Le soleil est haut, éclatant, brutal.
Les façades de béton clair et de verre poli, typiques du campus japonais, renvoient une lumière si nette qu’elle en devient presque coupante. Les escaliers métalliques extérieurs, fixés contre l’aile des professeurs, brillent comme des lames chauffées par le jour.
Au milieu de cette clarté uniforme, Séliane Noctelume se déplace, et quelque chose, imperceptible aux yeux humains, s’infléchit autour d’elle.
Ce n’est pas une ombre. Ce n’est pas une magie. C’est une présence nocturne, douce mais distincte, comme un écho de lune oublié en plein midi.
Pour les mortels, elle reste simplement élégante, un peu trop calme peut-être.
Mais pour toute créature non humaine, sensible aux nuances que le jour efface, son aura s’étend comme un reflet de nuit sur l’eau en plein soleil.
La lumière autour d’elle semble légèrement moins agressive. Les contours du monde se font un souffle plus feutré.
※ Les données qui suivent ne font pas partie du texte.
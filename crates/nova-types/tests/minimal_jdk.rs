use nova_types::{
    format_type, instantiate_as_supertype, is_assignable, is_subtype, supertype_substitutor,
    ClassDef, ClassKind, Type, TypeEnv, TypeStore,
};
use pretty_assertions::assert_eq;

#[test]
fn minimal_jdk_interfaces_are_subtypes_of_object() {
    let env = TypeStore::with_minimal_jdk();

    let object = Type::class(env.well_known().object, vec![]);

    let list = env
        .class_id("java.util.List")
        .expect("List must exist in minimal JDK");
    let string = env.well_known().string;
    let list_string = Type::class(list, vec![Type::class(string, vec![])]);
    assert!(is_subtype(&env, &list_string, &object));

    let cloneable = Type::class(env.well_known().cloneable, vec![]);
    assert!(is_subtype(&env, &cloneable, &object));
}

#[test]
fn intersection_subtyping_is_order_independent() {
    let env = TypeStore::with_minimal_jdk();

    let cloneable = Type::class(env.well_known().cloneable, vec![]);
    let serializable = Type::class(env.well_known().serializable, vec![]);

    let ab = Type::Intersection(vec![cloneable.clone(), serializable.clone()]);
    let ba = Type::Intersection(vec![serializable.clone(), cloneable.clone()]);

    assert!(is_subtype(&env, &ab, &ba));
    assert!(is_subtype(&env, &ba, &ab));
    assert!(is_subtype(&env, &ab, &cloneable));
    assert!(!is_subtype(&env, &cloneable, &ab));
}

#[test]
fn simple_java_lang_names_resolve() {
    let env = TypeStore::with_minimal_jdk();
    assert_eq!(env.lookup_class("Object"), Some(env.well_known().object));
    assert_eq!(env.lookup_class("String"), Some(env.well_known().string));
    assert!(env.lookup_class("java.lang.annotation.ElementType").is_some());
    assert!(env.lookup_class("Nope").is_none());
}

#[test]
fn enum_constants_and_target_annotation_are_modelled() {
    let env = TypeStore::with_minimal_jdk();
    let element_type = env.lookup_class("java.lang.annotation.ElementType").unwrap();
    let def = env.class(element_type).unwrap();
    assert_eq!(def.kind, ClassKind::Enum);
    assert!(def.field("METHOD").is_some_and(|f| f.is_enum_constant));

    let target = env.lookup_class("java.lang.annotation.Target").unwrap();
    let value = &env.class(target).unwrap().methods[0];
    assert_eq!(value.name, "value");
    assert_eq!(
        format_type(&env, &value.return_type),
        "java.lang.annotation.ElementType[]"
    );
}

#[test]
fn user_generic_class_inherits_through_substitution() {
    let mut env = TypeStore::with_minimal_jdk();
    let list = env.class_id("java.util.List").unwrap();
    let string = Type::class(env.well_known().string, vec![]);

    // class Names<T> implements List<T> {}
    let t = env.add_type_param("T", vec![]);
    let names = env.add_class(ClassDef {
        name: "Names".to_string(),
        kind: ClassKind::Class,
        type_params: vec![t],
        interfaces: vec![Type::class(list, vec![Type::TypeVar(t)])],
        ..ClassDef::default()
    });

    let names_string = Type::class(names, vec![string.clone()]);
    assert_eq!(
        instantiate_as_supertype(&env, &names_string, list),
        Some(Type::class(list, vec![string.clone()]))
    );
    assert!(is_assignable(
        &env,
        &Type::class(list, vec![string.clone()]),
        &names_string
    ));

    let subst = supertype_substitutor(&env, names, list).unwrap();
    let e = env.class(list).unwrap().type_params[0];
    assert_eq!(subst.get(e), Some(Some(&Type::TypeVar(t))));
}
La chaleur du béton lui-même semble hésiter à la toucher.
Son papillon translucide, lui aussi, révèle alors une nature différente : sous le soleil, la lumière passe à travers lui, mais pour un œil non humain, elle se plie légèrement, comme sous l’influence d’une lueur lunaire invisible.
Elle tient un sac de papier rempli de figues entre son buste et le creux de son bras gauche, un autre fruit dans la main droite.
La pulpe sombre qu’elle goûte ne reflète pas le soleil : elle l’absorbe, comme un murmure de crépuscule dans un monde trop brillant.
Elle avance.
Un bruit sec éclate soudain : frt...ploc... et une boule de papier roule jusqu’à ses pieds.
Elle relève les yeux, et son regard se pose sur la balustrade du troisième étage, où un professeur aux cheveux blancs en bataille lutte avec ses notes, sa colère et sa fatigue. Sa frustration crépite dans l’air comme de petites étincelles.
Pour un humain, la scène est banale. Pour un non humain, la rencontre entre la nervosité électrique de cet homme et la présence discrètement nocturne de Séliane crée un contraste presque audible.
Elle se penche. Le sac bascule, trois figues roulent.
Et alors, juste un instant, à peine un souffle, sa présence semble atténuer la lumière du soleil autour d’elle. Un minuscule repli de jour. Une respiration nocturne. Rien de visible… mais tout à fait sensible pour ceux qui disposent de sens plus vastes.
Le papillon, lui, descend lentement, ses ailes iridescentes laissant une traînée si ténue qu’elle n’existe pas pour les humains, juste un tremblement subtil dans l’air, comme un frisson de nuit.
La fée royale se faisant passer pour une humaine ramasse d’abord les figues, puis la boule de papier.
La manière dont elle déplie la feuille est silencieuse, lente, presque liturgique. Quelques mots. Une maladie végétale. Une urgence. Une peur.
La feuille semble soudain perdre sa nervosité dans ses mains, comme si, là encore, son aura nocturne laissait retomber la colère dont elle était imprégnée.
Elle referme la page. Lève le visage.
Le soleil frappe son profil… mais refuse d’en ternir la douceur. Autour d’elle, pour des yeux non humains, sa silhouette est cerclée d’une lueur subtile, pas lumineuse, mais ombrée, comme si une nuit discrète persistait tout autour d’elle malgré le jour.
La jeune femme s’avance. Trois pas. À l’endroit exact où, si l’homme se penche, il ne pourra manquer sa présence, même si une part de lui aura peut-être l’impression de la "remarquer" avant de la voir.
Sa voix s’élève alors, douce mais portée par une résonance calme :
"Monsieur…"
Un souffle. Une note suspendue, étrange, comme si le son avait une ombre.
La professeure lève la feuille.
"Je pense que vous cherchiez ceci."
Le papillon se stabilise à côté d’elle, ses ailes renvoyant une lueur pâle qu’aucune lumière solaire ne devrait produire. Une trace de nuit dans le plein midi.
Et dans cette cour brûlante, bordée de béton et d’acier, Séliane Noctelume est la seule chose qui semble appartenir au crépuscule.